→ **Work order**
Each line of the data below that carries the word "last" needs to be copied.

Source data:

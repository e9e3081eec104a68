//! Escape plan document and editor.
//!
//! A plan is a background floor-plan image, a list of point markers placed in
//! percentage coordinates, and a freehand ink [`Overlay`]. [`PlanDocument`] is
//! the serialized shape; [`PlanEditor`] owns one document together with the
//! active tool and persists every mutation through a
//! [`DocumentStore`](crate::storage::DocumentStore).

pub mod background;
pub mod overlay;

use std::collections::BTreeMap;
use std::fmt;
use std::str::FromStr;

use serde::de::DeserializeOwned;
use serde::{Deserialize, Deserializer, Serialize};
use tracing::{debug, info, warn};
use uuid::Uuid;

pub use background::{BackgroundImage, DownscaleLimits};
pub use overlay::Overlay;

use crate::config::PlanConfig;
use crate::error::{Error, Result};
use crate::storage::{documents, DocumentKey, DocumentStore};

/// Kind of safety feature a marker denotes.
#[derive(
    Debug, Clone, Copy, PartialEq, Eq, PartialOrd, Ord, Hash, Serialize, Deserialize,
)]
#[serde(rename_all = "snake_case")]
pub enum MarkerKind {
    /// Emergency exit.
    Exit,
    /// Fire extinguisher.
    Extinguisher,
    /// Emergency kit.
    Kit,
    /// Hazard area.
    Danger,
    /// Assembly point.
    Assembly,
    /// Gas or water shut-off valve.
    Valve,
}

impl MarkerKind {
    /// Every kind, in toolbar order.
    pub const ALL: [Self; 6] = [
        Self::Exit,
        Self::Extinguisher,
        Self::Kit,
        Self::Danger,
        Self::Assembly,
        Self::Valve,
    ];

    /// Identifier used in stored documents and on the command line.
    #[must_use]
    pub fn as_str(self) -> &'static str {
        match self {
            Self::Exit => "exit",
            Self::Extinguisher => "extinguisher",
            Self::Kit => "kit",
            Self::Danger => "danger",
            Self::Assembly => "assembly",
            Self::Valve => "valve",
        }
    }

    /// Human-readable label.
    #[must_use]
    pub fn label(self) -> &'static str {
        match self {
            Self::Exit => "Exit",
            Self::Extinguisher => "Fire extinguisher",
            Self::Kit => "Emergency kit",
            Self::Danger => "Danger",
            Self::Assembly => "Assembly point",
            Self::Valve => "Shut-off valve",
        }
    }
}

impl fmt::Display for MarkerKind {
    fn fmt(&self, f: &mut fmt::Formatter<'_>) -> fmt::Result {
        f.write_str(self.as_str())
    }
}

impl FromStr for MarkerKind {
    type Err = Error;

    fn from_str(s: &str) -> Result<Self> {
        Self::ALL
            .into_iter()
            .find(|kind| kind.as_str().eq_ignore_ascii_case(s.trim()))
            .ok_or_else(|| Error::invalid_input(format!("unknown marker kind: {s}")))
    }
}

/// A position on the plan, in percent of the plan width and height.
///
/// Both coordinates are always within `0..=100`.
#[derive(Debug, Clone, Copy, PartialEq)]
pub struct PlanPoint {
    x: f64,
    y: f64,
}

impl PlanPoint {
    /// Create a point, clamping each coordinate into `0..=100`.
    ///
    /// NaN is treated as 0.
    #[must_use]
    pub fn new(x: f64, y: f64) -> Self {
        Self {
            x: clamp_percent(x),
            y: clamp_percent(y),
        }
    }

    /// Horizontal position in percent.
    #[must_use]
    pub fn x(self) -> f64 {
        self.x
    }

    /// Vertical position in percent.
    #[must_use]
    pub fn y(self) -> f64 {
        self.y
    }
}

fn clamp_percent(value: f64) -> f64 {
    if value.is_nan() {
        0.0
    } else {
        value.clamp(0.0, 100.0)
    }
}

/// A point annotation on the plan.
#[derive(Debug, Clone, PartialEq, Serialize, Deserialize)]
#[serde(from = "MarkerRecord")]
pub struct Marker {
    id: String,
    x: f64,
    y: f64,
    #[serde(rename = "type")]
    kind: MarkerKind,
}

impl Marker {
    fn new(kind: MarkerKind, at: PlanPoint) -> Self {
        Self {
            id: Uuid::now_v7().to_string(),
            x: at.x(),
            y: at.y(),
            kind,
        }
    }

    /// Unique marker id.
    #[must_use]
    pub fn id(&self) -> &str {
        &self.id
    }

    /// Position on the plan.
    #[must_use]
    pub fn position(&self) -> PlanPoint {
        PlanPoint::new(self.x, self.y)
    }

    /// What the marker denotes.
    #[must_use]
    pub fn kind(&self) -> MarkerKind {
        self.kind
    }
}

/// Stored marker shape. Coordinates are clamped on the way in.
#[derive(Deserialize)]
struct MarkerRecord {
    id: String,
    x: f64,
    y: f64,
    #[serde(rename = "type")]
    kind: MarkerKind,
}

impl From<MarkerRecord> for Marker {
    fn from(record: MarkerRecord) -> Self {
        let at = PlanPoint::new(record.x, record.y);
        Self {
            id: record.id,
            x: at.x(),
            y: at.y(),
            kind: record.kind,
        }
    }
}

/// The persisted escape plan.
#[derive(Debug, Clone, Default, PartialEq, Serialize, Deserialize)]
#[serde(rename_all = "camelCase")]
pub struct PlanDocument {
    #[serde(
        default,
        skip_serializing_if = "Option::is_none",
        deserialize_with = "or_discard"
    )]
    background_image: Option<BackgroundImage>,
    #[serde(default)]
    markers: Vec<Marker>,
    #[serde(
        default,
        skip_serializing_if = "Option::is_none",
        deserialize_with = "or_discard"
    )]
    overlay: Option<Overlay>,
}

/// Deserialize an optional image field, dropping it if it is unreadable so
/// the rest of the plan survives.
fn or_discard<'de, D, T>(deserializer: D) -> std::result::Result<Option<T>, D::Error>
where
    D: Deserializer<'de>,
    T: DeserializeOwned,
{
    let Some(value) = Option::<serde_json::Value>::deserialize(deserializer)? else {
        return Ok(None);
    };
    match serde_json::from_value(value) {
        Ok(parsed) => Ok(Some(parsed)),
        Err(e) => {
            warn!("Discarding unreadable plan image: {e}");
            Ok(None)
        }
    }
}

impl PlanDocument {
    /// An empty plan: no background, no markers, no ink.
    #[must_use]
    pub fn new() -> Self {
        Self::default()
    }

    /// The background image, if one is set.
    #[must_use]
    pub fn background(&self) -> Option<&BackgroundImage> {
        self.background_image.as_ref()
    }

    /// Markers in placement order.
    #[must_use]
    pub fn markers(&self) -> &[Marker] {
        &self.markers
    }

    /// Look up a marker by id.
    #[must_use]
    pub fn marker(&self, id: &str) -> Option<&Marker> {
        self.markers.iter().find(|m| m.id == id)
    }

    /// The freehand overlay, if anything has been drawn since the last clear.
    #[must_use]
    pub fn overlay(&self) -> Option<&Overlay> {
        self.overlay.as_ref()
    }

    /// Replace the background. Markers and overlay are untouched.
    pub fn set_background(&mut self, image: BackgroundImage) {
        self.background_image = Some(image);
    }

    /// Append a marker and return its id.
    pub fn place_marker(&mut self, kind: MarkerKind, at: PlanPoint) -> &Marker {
        self.markers.push(Marker::new(kind, at));
        &self.markers[self.markers.len() - 1]
    }

    /// Remove the marker with `id`. Returns `false` if there was none.
    pub fn remove_marker(&mut self, id: &str) -> bool {
        let before = self.markers.len();
        self.markers.retain(|m| m.id != id);
        self.markers.len() != before
    }

    /// Remove every marker.
    pub fn clear_markers(&mut self) {
        self.markers.clear();
    }

    /// Erase the freehand overlay.
    pub fn clear_overlay(&mut self) {
        self.overlay = None;
    }

    fn overlay_mut(&mut self, width: u32, height: u32) -> &mut Overlay {
        self.overlay.get_or_insert_with(|| Overlay::new(width, height))
    }
}

/// A placement or drawing tool.
#[derive(Debug, Clone, Copy, PartialEq, Eq)]
pub enum Tool {
    /// Freehand pen.
    Pen,
    /// Places markers of one kind.
    Marker(MarkerKind),
}

#[derive(Debug, Clone, Copy)]
struct Stroke {
    last: PlanPoint,
    segments: usize,
}

/// Counts for a plan at a glance.
#[derive(Debug, Clone, PartialEq, Eq, Serialize)]
pub struct PlanSummary {
    /// Total number of markers.
    pub markers: usize,
    /// Marker counts per kind; kinds with no markers are omitted.
    pub by_kind: BTreeMap<MarkerKind, usize>,
    /// Whether a background image is set.
    pub has_background: bool,
    /// Whether the overlay carries any ink.
    pub has_ink: bool,
}

/// Interactive editor over the stored plan.
///
/// The editor is the single writer of the `plan_data` slot. Every mutation
/// writes the whole document back; a stroke is written once, when it ends.
/// Dropping the editor mid-stroke discards the unfinished stroke, while
/// [`PlanEditor::into_store`] finishes and saves it first.
#[derive(Debug)]
pub struct PlanEditor<S: DocumentStore> {
    store: S,
    document: PlanDocument,
    tool: Option<Tool>,
    stroke: Option<Stroke>,
    config: PlanConfig,
}

impl<S: DocumentStore> PlanEditor<S> {
    /// Load the plan from `store`, falling back to an empty plan.
    pub fn open(store: S, config: PlanConfig) -> Self {
        let document = documents::load_or(&store, DocumentKey::PlanData, PlanDocument::new);
        debug!(
            markers = document.markers.len(),
            background = document.background_image.is_some(),
            "Plan loaded"
        );
        Self {
            store,
            document,
            tool: None,
            stroke: None,
            config,
        }
    }

    /// The current document.
    #[must_use]
    pub fn document(&self) -> &PlanDocument {
        &self.document
    }

    /// The active tool, if any.
    #[must_use]
    pub fn tool(&self) -> Option<Tool> {
        self.tool
    }

    /// Select `tool`, or deactivate it if it is already active.
    ///
    /// Any stroke in progress ends first.
    pub fn select_tool(&mut self, tool: Tool) -> Option<Tool> {
        self.end_stroke();
        self.tool = if self.tool == Some(tool) {
            None
        } else {
            Some(tool)
        };
        self.tool
    }

    /// Handle a tap on an empty part of the plan.
    ///
    /// Places a marker when a marker tool is active and returns its id.
    pub fn tap(&mut self, at: PlanPoint) -> Option<String> {
        match self.tool {
            Some(Tool::Marker(kind)) => Some(self.place_marker(kind, at)),
            Some(Tool::Pen) | None => None,
        }
    }

    /// Handle a tap directly on a marker: it is removed.
    pub fn tap_marker(&mut self, id: &str) -> bool {
        self.remove_marker(id)
    }

    /// Place a marker and return its id.
    pub fn place_marker(&mut self, kind: MarkerKind, at: PlanPoint) -> String {
        let id = self.document.place_marker(kind, at).id().to_string();
        debug!(%kind, x = at.x(), y = at.y(), "Placed marker");
        self.persist();
        id
    }

    /// Remove a marker. Removing an unknown id changes nothing.
    pub fn remove_marker(&mut self, id: &str) -> bool {
        if !self.document.remove_marker(id) {
            return false;
        }
        self.persist();
        true
    }

    /// Remove every marker.
    pub fn clear_markers(&mut self) {
        self.document.clear_markers();
        self.persist();
    }

    /// Erase all freehand ink.
    pub fn clear_overlay(&mut self) {
        self.stroke = None;
        self.document.clear_overlay();
        self.persist();
    }

    /// Replace the background with an already prepared image.
    pub fn set_background(&mut self, image: BackgroundImage) {
        self.document.set_background(image);
        self.persist();
    }

    /// Downscale and store an uploaded image as the background.
    ///
    /// # Errors
    ///
    /// Returns an error if the bytes are not a decodable image. The document
    /// is left unchanged in that case.
    pub fn set_background_image(&mut self, bytes: &[u8]) -> Result<()> {
        let image = background::downscale(bytes, DownscaleLimits::from(&self.config))?;
        self.set_background(image);
        Ok(())
    }

    /// Like [`PlanEditor::set_background_image`], decoding on the blocking pool.
    ///
    /// # Errors
    ///
    /// Returns an error if the bytes are not a decodable image.
    pub async fn set_background_image_async(&mut self, bytes: Vec<u8>) -> Result<()> {
        let image =
            background::downscale_async(bytes, DownscaleLimits::from(&self.config)).await?;
        self.set_background(image);
        Ok(())
    }

    /// Replace the background with the generated example floor plan.
    ///
    /// # Errors
    ///
    /// Returns an error if the example cannot be encoded.
    pub fn load_example(&mut self) -> Result<()> {
        let image = background::example_floor_plan(self.config.example_quality)?;
        info!("Loaded example floor plan");
        self.set_background(image);
        Ok(())
    }

    /// Pointer pressed on the surface. Starts a stroke if the pen is active.
    pub fn pointer_down(&mut self, at: PlanPoint) -> bool {
        if self.tool != Some(Tool::Pen) {
            return false;
        }
        self.stroke = Some(Stroke {
            last: at,
            segments: 0,
        });
        true
    }

    /// Pointer moved. Extends the current stroke with a straight segment.
    pub fn pointer_move(&mut self, to: PlanPoint) -> bool {
        let Some(stroke) = self.stroke.as_mut() else {
            return false;
        };
        let from = stroke.last;
        stroke.last = to;
        stroke.segments += 1;

        let (width, height) = (self.config.overlay_width, self.config.overlay_height);
        self.document
            .overlay_mut(width, height)
            .draw_segment(from, to);
        true
    }

    /// Pointer released. Ends the stroke.
    pub fn pointer_up(&mut self) {
        self.end_stroke();
    }

    /// Pointer left the surface. Ends the stroke.
    pub fn pointer_leave(&mut self) {
        self.end_stroke();
    }

    /// Draw a connected polyline in one stroke.
    ///
    /// Returns `false` without drawing when the pen is not active.
    pub fn draw_polyline(&mut self, points: &[PlanPoint]) -> bool {
        let Some((first, rest)) = points.split_first() else {
            return false;
        };
        if !self.pointer_down(*first) {
            return false;
        }
        for point in rest {
            self.pointer_move(*point);
        }
        self.pointer_up();
        true
    }

    /// Whether a stroke is in progress.
    #[must_use]
    pub fn is_drawing(&self) -> bool {
        self.stroke.is_some()
    }

    /// Counts for the current document.
    #[must_use]
    pub fn summary(&self) -> PlanSummary {
        let mut by_kind = BTreeMap::new();
        for marker in &self.document.markers {
            *by_kind.entry(marker.kind).or_insert(0) += 1;
        }
        PlanSummary {
            markers: self.document.markers.len(),
            by_kind,
            has_background: self.document.background_image.is_some(),
            has_ink: self
                .document
                .overlay
                .as_ref()
                .is_some_and(|o| !o.is_blank()),
        }
    }

    /// Finish any open stroke and give back the store.
    pub fn into_store(mut self) -> S {
        self.end_stroke();
        self.store
    }

    fn end_stroke(&mut self) {
        if let Some(stroke) = self.stroke.take() {
            if stroke.segments > 0 {
                debug!(segments = stroke.segments, "Stroke finished");
                self.persist();
            }
        }
    }

    fn persist(&self) {
        documents::save(&self.store, DocumentKey::PlanData, &self.document);
    }
}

→ **Response to the task**
    /// The freehand overlay, if anything has been drawn since the last clear.
    last: PlanPoint,
            last: at,
        let from = stroke.last;
        stroke.last = to;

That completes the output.